Bleak Sword DX
How does a small team build on a mobile game’s success and deliver an enhanced version to more players? more8bit leveraged Unity’s multiplatform capabilities, Input System, Universal Render Pipeline (URP), and more to create Bleak Sword DX, a deluxe edition of the original Bleak Sword with updated controls, visuals, and a brand-new campaign.
Nintendo Switch is a registered trademark of Nintendo.
Bringing a mobile Soulslike to PC and Nintendo Switch with enhanced visuals and gameplay
Apple Arcade (iOS, MacOS), Nintendo Switch, PC
Leveling up Bleak Sword
Expanding the experience
Remastering Bleak Sword meant revisiting the original code. “It was my first game where I did all the programming, and there were many things I wanted to make better – AI, code behind menus, and so on,” says Luis. “By the end of the initial project, I had learnt so much that the oldest parts of the code were pretty bad!”
Fortunately, he found that Unity made it easy to move the project across versions. “I also started making my own modules that I reuse all the time in different prototypes. Unity’s composition architecture is a big reason I could create Bleak Sword DX relatively quickly.”
Updating the controls
When the original Bleak Sword launched in 2019, it was praised for its reactive combat and responsive one-handed controls. Luis used Unity’s Input System for prototyping, but switched to Rewired from the Unity Asset Store for more nuanced control.
For Bleak Sword DX, he reconfigured the game for more traditional gamepad controls and switched back to the newly updated Input System. “It’s now in a state where I can stop using plug-ins and use Unity’s native Input System. That’s always preferable, because you’re guaranteed official support from Unity,” he says.
Maintaining the difficulty
Luis also adjusted enemy AI and level design to keep gameplay engaging for PC and Nintendo Switch players who wouldn’t be using touchscreen controls. In Bleak Sword, because enemies move only with steering behaviors, arena obstacles had to be small and few in number so enemies could easily move around them.

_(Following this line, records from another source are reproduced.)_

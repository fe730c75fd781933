// crates/config/src/manager.rs
//! Configuration manager: the entry point for config operations

use crate::error::join_errors;
use crate::persistence::ConfigPersistence;
use crate::{Config, ConfigError, ConfigResult};
use directories::ProjectDirs;
use std::fmt::Display;
use std::path::PathBuf;
use std::str::FromStr;

/// Prefix of environment variables that override file values
pub const ENV_PREFIX: &str = "COURIER_";

/// Loads, saves and initialises `config.toml`
pub struct ConfigManager {
    persistence: ConfigPersistence,
    config_dir: PathBuf,
}

impl ConfigManager {
    /// Uses the platform config directory
    ///
    /// - Linux: `~/.config/courier/`
    /// - macOS: `~/Library/Application Support/courier/`
    /// - Windows: `%APPDATA%\courier\`
    pub fn new() -> ConfigResult<Self> {
        let config_dir = Self::default_config_dir()?;
        Self::with_directory(config_dir)
    }

    pub fn with_directory(config_dir: PathBuf) -> ConfigResult<Self> {
        let persistence = ConfigPersistence::new(config_dir.join("config.toml"));
        Ok(Self {
            persistence,
            config_dir,
        })
    }

    fn default_config_dir() -> ConfigResult<PathBuf> {
        ProjectDirs::from("", "", "courier")
            .map(|dirs| dirs.config_dir().to_path_buf())
            .ok_or_else(|| ConfigError::PathResolutionError {
                reason: "Could not determine user config directory".to_string(),
            })
    }

    pub fn config_dir(&self) -> &PathBuf {
        &self.config_dir
    }

    pub fn config_path(&self) -> PathBuf {
        self.config_dir.join("config.toml")
    }

    /// Loads the file; a missing file yields defaults, a broken one an error
    pub fn load(&self) -> ConfigResult<Config> {
        self.persistence.load()
    }

    /// Like [`load`](Self::load) but logs and falls back to defaults
    pub fn load_or_default(&self) -> Config {
        match self.load() {
            Ok(config) => config,
            Err(e) => {
                log::warn!("Failed to load config: {}, using defaults", e);
                Config::default()
            }
        }
    }

    /// Validates and writes atomically
    pub fn save(&self, config: &Config) -> ConfigResult<()> {
        self.persistence.save(config)
    }

    /// Load, modify, save
    ///
    /// ```rust,no_run
    /// # use courier_config::ConfigManager;
    /// # let manager = ConfigManager::new().unwrap();
    /// manager.update(|config| {
    ///     config.request.max_concurrent = 4;
    /// }).expect("Failed to update config");
    /// ```
    pub fn update<F>(&self, update_fn: F) -> ConfigResult<()>
    where
        F: FnOnce(&mut Config),
    {
        let mut config = self.load()?;
        update_fn(&mut config);
        self.save(&config)
    }

    /// Writes a default file unless one exists; returns whether it wrote
    pub fn initialize(&self) -> ConfigResult<bool> {
        if self.config_path().exists() {
            log::info!(
                "Config file already exists at {}",
                self.config_path().display()
            );
            return Ok(false);
        }

        self.save(&Config::default())?;
        log::info!("Generated default config at {}", self.config_path().display());
        Ok(true)
    }

    /// Overwrites the file with defaults
    pub fn reset(&self) -> ConfigResult<()> {
        self.save(&Config::default())
    }

    /// Returns the validation messages for the current file, empty when valid
    pub fn validate(&self) -> ConfigResult<Vec<String>> {
        let config = self.load()?;

        match config.validate() {
            Ok(()) => Ok(Vec::new()),
            Err(errors) => Ok(errors.iter().map(|e| e.to_string()).collect()),
        }
    }

    /// Loads the file, then applies `COURIER_<SECTION>_<FIELD>` variables
    ///
    /// For example `COURIER_REQUEST_MAX_CONCURRENT=2`. Unparsable values
    /// are skipped with a warning.
    pub fn load_with_env_overrides(&self) -> ConfigResult<Config> {
        let mut config = self.load()?;
        apply_overrides(&mut config, std::env::vars());
        Ok(config)
    }
}

/// Applies `COURIER_*` pairs to `config`, ignoring other variables
///
/// Returns the number of overrides applied.
pub fn apply_overrides<I, K, V>(config: &mut Config, vars: I) -> usize
where
    I: IntoIterator<Item = (K, V)>,
    K: AsRef<str>,
    V: AsRef<str>,
{
    let mut applied = 0;

    for (key, value) in vars {
        let Some(field) = key.as_ref().strip_prefix(ENV_PREFIX) else {
            continue;
        };
        match apply_override(config, field, value.as_ref()) {
            Ok(true) => {
                log::debug!("Config override {}{}", ENV_PREFIX, field);
                applied += 1;
            }
            Ok(false) => {}
            Err(e) => log::warn!("Ignoring {}{}: {}", ENV_PREFIX, field, e),
        }
    }

    if let Err(errors) = config.validate() {
        log::warn!(
            "Config validation warnings after env overrides: {}",
            join_errors(&errors)
        );
    }
    applied
}

fn apply_override(config: &mut Config, field: &str, value: &str) -> Result<bool, String> {
    let request = &mut config.request;
    let cache = &mut config.cache;
    let upload = &mut config.upload;

    match field {
        "REQUEST_BASE_URL" => {
            request.base_url = Some(value.trim().to_string()).filter(|v| !v.is_empty())
        }
        "REQUEST_TIMEOUT_MS" => parse_into(value, &mut request.timeout_ms)?,
        "REQUEST_MAX_CONCURRENT" => parse_into(value, &mut request.max_concurrent)?,
        "REQUEST_RETRIES" => parse_into(value, &mut request.retries)?,
        "REQUEST_RETRY_DELAY_MS" => parse_into(value, &mut request.retry_delay_ms)?,
        "REQUEST_MAX_RETRY_DELAY_MS" => parse_into(value, &mut request.max_retry_delay_ms)?,
        "REQUEST_DEDUPLICATE" => request.deduplicate = parse_bool(value)?,
        "REQUEST_USER_AGENT" => request.user_agent = value.to_string(),
        "CACHE_ENABLED" => cache.enabled = parse_bool(value)?,
        "CACHE_MAX_SIZE" => parse_into(value, &mut cache.max_size)?,
        "CACHE_DEFAULT_TTL_MS" => parse_into(value, &mut cache.default_ttl_ms)?,
        "UPLOAD_CHUNK_SIZE" => parse_into(value, &mut upload.chunk_size)?,
        "UPLOAD_CONCURRENT_CHUNKS" => parse_into(value, &mut upload.concurrent_chunks)?,
        "UPLOAD_FINGERPRINT_PREFIX_BYTES" => {
            parse_into(value, &mut upload.fingerprint_prefix_bytes)?
        }
        "UPLOAD_CHECK_PATH" => upload.check_path = value.to_string(),
        "UPLOAD_CHUNK_PATH" => upload.chunk_path = value.to_string(),
        "UPLOAD_MERGE_PATH" => upload.merge_path = value.to_string(),
        _ => return Ok(false),
    }
    Ok(true)
}

fn parse_into<T>(value: &str, target: &mut T) -> Result<(), String>
where
    T: FromStr,
    T::Err: Display,
{
    *target = value
        .trim()
        .parse()
        .map_err(|e: T::Err| format!("{:?} is not valid: {}", value, e))?;
    Ok(())
}

fn parse_bool(value: &str) -> Result<bool, String> {
    match value.trim().to_ascii_lowercase().as_str() {
        "1" | "true" | "yes" | "on" => Ok(true),
        "0" | "false" | "no" | "off" => Ok(false),
        other => Err(format!("{:?} is not a boolean", other)),
    }
}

In Bleak Sword DX, enemies now use NavMeshes to avoid obstacles, switching back to steering behaviors once they come back into the player’s line of sight. “I’m excited for players to experience the more complex and visually interesting battles that take advantage of this new AI,” he says.
Adding visual polish
Bleak Sword DX’s visuals evoke retro arcade cabinet games. Post-processing effects include light bloom with a dirty texture, screen curvature, VHS-like filters, depth of field effects, and more.
For Luis, the biggest challenge was retaining Bleak Sword’s visual flavor but enhancing DX’s graphics to take advantage of extra processing power on PC and Nintendo Switch. He created most of the VFX using Unity’s Built-in Render Pipeline and Shader Graph before optimizing in URP. “The pass from Built-in to URP was really smooth. It only took me a weekend, and then a week to fix small issues,” he says.
Executing with excellence
Bleak Sword DX is a powerful example of how to create a mobile-first game and bring it to a wider audience as a solo developer. Luis began development with clear design principles in mind and kept the project’s scope tight and focused, which made it easier to iterate across game versions.
Offering advice for bringing a mobile-first game to more platforms, he says, “Identify your mobile-focused features and don’t just port them 1:1. Instead, take the time to redesign and implement each feature so they’re properly adapted to your target platforms – even if you need to rewrite them from scratch.”